Fábio Trummer, ou Fabinho

Fábio Trummer, ou Fabinho

Foto Marcelo Soares

[conteúdo exclusivo Continente Online]

Rua do Sol, Olinda, 1993. Este repórter trocava ideias com Gastão Moreira, então VJ da MTV Brasil, na calçada oposta ao Poco Loco, bar que, naquela década, recebia inúmeros shows de bandas autorais da cena pernambucana e até internacionais, como foi o caso da escocesa Bloco Vomit. Gastão estava no estado para apresentar a primeira edição do Abril pro Rock – realizada no extinto Circo Maluco Beleza, na zona norte do Recife.

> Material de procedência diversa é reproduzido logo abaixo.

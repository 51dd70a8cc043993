//! Error types for the download module.
//!
//! Every fault inside a single transfer is classified into one of four
//! kinds so the engine can fold it into an outcome, write a status line,
//! and leave sibling downloads untouched.

use std::path::PathBuf;

use thiserror::Error;

/// Errors that can occur during a single file transfer.
#[derive(Debug, Error)]
pub enum DownloadError {
    /// The shared cancel token tripped while this transfer was active.
    ///
    /// Operator-requested, so callers usually report it separately from
    /// real failures.
    #[error("cancelled")]
    Cancelled,

    /// Error HTTP status, unusable response, or transport-level failure.
    ///
    /// `status` is `None` when the failure happened below HTTP (DNS,
    /// connection refused, TLS, a body stream that broke mid-transfer).
    #[error("{}", http_message(.status, .message))]
    Http {
        /// The HTTP status code, when the server got far enough to send one.
        status: Option<u16>,
        /// Human-readable description of the failure.
        message: String,
    },

    /// File system error touching the destination file.
    #[error("IO error at {}: {source}", .path.display())]
    Io {
        /// The file path where the error occurred.
        path: PathBuf,
        /// The underlying IO error.
        #[source]
        source: std::io::Error,
    },

    /// Anything that fits no other bucket (unusable descriptor, join error).
    #[error("{message}")]
    Unknown {
        /// Human-readable description of the failure.
        message: String,
    },
}

fn http_message(status: &Option<u16>, message: &str) -> String {
    match status {
        Some(code) => format!("HTTP {code}: {message}"),
        None => format!("request failed: {message}"),
    }
}

impl DownloadError {
    /// Creates an HTTP error carrying an explicit status code.
    pub fn http_status(status: u16, message: impl Into<String>) -> Self {
        Self::Http {
            status: Some(status),
            message: message.into(),
        }
    }

    /// Creates an HTTP error from a reqwest failure.
    ///
    /// The status code is carried over when the server produced one;
    /// connection-level failures leave it empty.
    pub fn transport(source: &reqwest::Error) -> Self {
        Self::Http {
            status: source.status().map(|s| s.as_u16()),
            message: source.to_string(),
        }
    }

    /// Creates an IO error tied to the destination path.
    pub fn io(path: impl Into<PathBuf>, source: std::io::Error) -> Self {
        Self::Io {
            path: path.into(),
            source,
        }
    }

    /// Creates an unclassified error.
    pub fn unknown(message: impl Into<String>) -> Self {
        Self::Unknown {
            message: message.into(),
        }
    }

    /// Returns `true` for the cancellation kind.
    #[must_use]
    pub fn is_cancelled(&self) -> bool {
        matches!(self, Self::Cancelled)
    }
}

// No From<reqwest::Error> / From<std::io::Error> impls: the variants need
// context (status code, destination path) that the source errors don't
// carry on their own. The helper constructors are the conversion points.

De súbito, nossa conversa é interrompida por gritos revoltosos que se somavam aos sons distorcidos de guitarra que vazavam do interior do pub. Em seguida, um bolo humano formado por carinhas que se atracavam raivosamente foi expelido do lugar. Assim acontecia mais um show da banda Eddie. “Na minha época, isso era comum. Em todo show da gente, tinha briga. Até quebrei um dedo apartando uma. Ter confusão em toda apresentação nossa era algo comum. Como assim, em todo show? Alguém pode pensar. Mas era”, relembra Fábio Trummer, vocalista, guitarrista e único fundador remanescente da Eddie. No desenrolar do momento, concordamos Fabinho e eu, que o episódio descrito foi deveras tenso. Mas, como quase sempre acontece, o tempo trata de transformar em pilhéria certos casos estressantes do passado.

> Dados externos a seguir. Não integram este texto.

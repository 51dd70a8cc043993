//! Bounded-concurrency batch scheduler.
//!
//! Partitions items into consecutive groups of `max_parallel` and runs
//! the groups strictly in order, all downloads within a group
//! concurrently. A group must finish entirely before the next one
//! starts, so peak connection count never exceeds `max_parallel`.
//! Individual failures never abort siblings or later groups.

use std::path::Path;
use std::sync::Arc;

use tracing::{debug, info, instrument, warn};

use super::control::CancelToken;
use super::engine::{DownloadEngine, DownloadOutcome};
use super::sink::ProgressSink;
use crate::item::DownloadItem;

/// Default bound on concurrent downloads within a batch.
pub const DEFAULT_MAX_PARALLEL: usize = 4;

/// Tally of terminal outcomes across one batch run.
#[derive(Debug, Default, Clone, Copy)]
pub struct BatchStats {
    completed: usize,
    failed: usize,
    cancelled: usize,
}

impl BatchStats {
    /// Items that finished, whether streamed or verified in place.
    #[must_use]
    pub fn completed(&self) -> usize {
        self.completed
    }

    /// Items that ended in a classified failure.
    #[must_use]
    pub fn failed(&self) -> usize {
        self.failed
    }

    /// Items stopped by the shared cancel token.
    #[must_use]
    pub fn cancelled(&self) -> usize {
        self.cancelled
    }

    /// Total number of items processed.
    #[must_use]
    pub fn total(&self) -> usize {
        self.completed + self.failed + self.cancelled
    }

    fn tally(&mut self, outcome: &DownloadOutcome) {
        match outcome {
            DownloadOutcome::Completed | DownloadOutcome::CompletedVerified => {
                self.completed += 1;
            }
            DownloadOutcome::Cancelled => self.cancelled += 1,
            DownloadOutcome::Failed(_) => self.failed += 1,
        }
    }
}

/// Runs every item through the engine in bounded concurrent groups.
///
/// Items are taken in the order given. Once the cancel token trips,
/// remaining items still pass through the engine so each one records
/// its own `cancelled` status.
#[instrument(skip_all, fields(items = items.len(), max_parallel))]
pub async fn run_batch(
    engine: &DownloadEngine,
    items: &[Arc<DownloadItem>],
    dest_dir: &Path,
    sink: &Arc<dyn ProgressSink>,
    cancel: &CancelToken,
    max_parallel: usize,
) -> BatchStats {
    let mut stats = BatchStats::default();
    let group_size = max_parallel.max(1);

    info!(items = items.len(), group_size, "starting batch");

    for (group_index, group) in items.chunks(group_size).enumerate() {
        debug!(group = group_index, size = group.len(), "starting group");

        let mut handles = Vec::with_capacity(group.len());
        for item in group {
            let engine = engine.clone();
            let item = Arc::clone(item);
            let join_item = Arc::clone(&item);
            let dest_dir = dest_dir.to_path_buf();
            let sink = Arc::clone(sink);
            let cancel = cancel.clone();
            handles.push((
                join_item,
                tokio::spawn(async move {
                    engine.run(&item, &dest_dir, sink.as_ref(), &cancel).await
                }),
            ));
        }

        // Group barrier: the next group starts only after every handle here
        // has settled.
        for (item, handle) in handles {
            match handle.await {
                Ok(outcome) => stats.tally(&outcome),
                Err(e) => {
                    warn!(file = %item.file_name(), error = %e, "download task panicked");
                    item.set_status("failed: task panicked");
                    sink.report(&format!("{}: task panicked", item.file_name()));
                    stats.failed += 1;
                }
            }
        }
    }

    info!(
        completed = stats.completed,
        failed = stats.failed,
        cancelled = stats.cancelled,
        "batch finished"
    );
    stats
}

Em 2019, a Eddie completa 30 anos de estrada e comemora a data no festival Rec-Beat, em show na segunda de Carnaval (4/3). Sentado à mesa do bar Peneira, nos Quatro Cantos, ponto de referência na cidade-sede da banda, Fabinho deu uma breve repassada na carreira do quinteto. Além dele, complementam a formação clássica, responsável por gravar a maioria dos sete álbuns lançados, a dupla drum'n'bass formada pelos irmãos gêmeos Kiko Meira (bateria) e Rob Meira (baixo), Andret Oliveira (trompetes, teclados & samplers) e Alexandre Urêia (percussão e voz).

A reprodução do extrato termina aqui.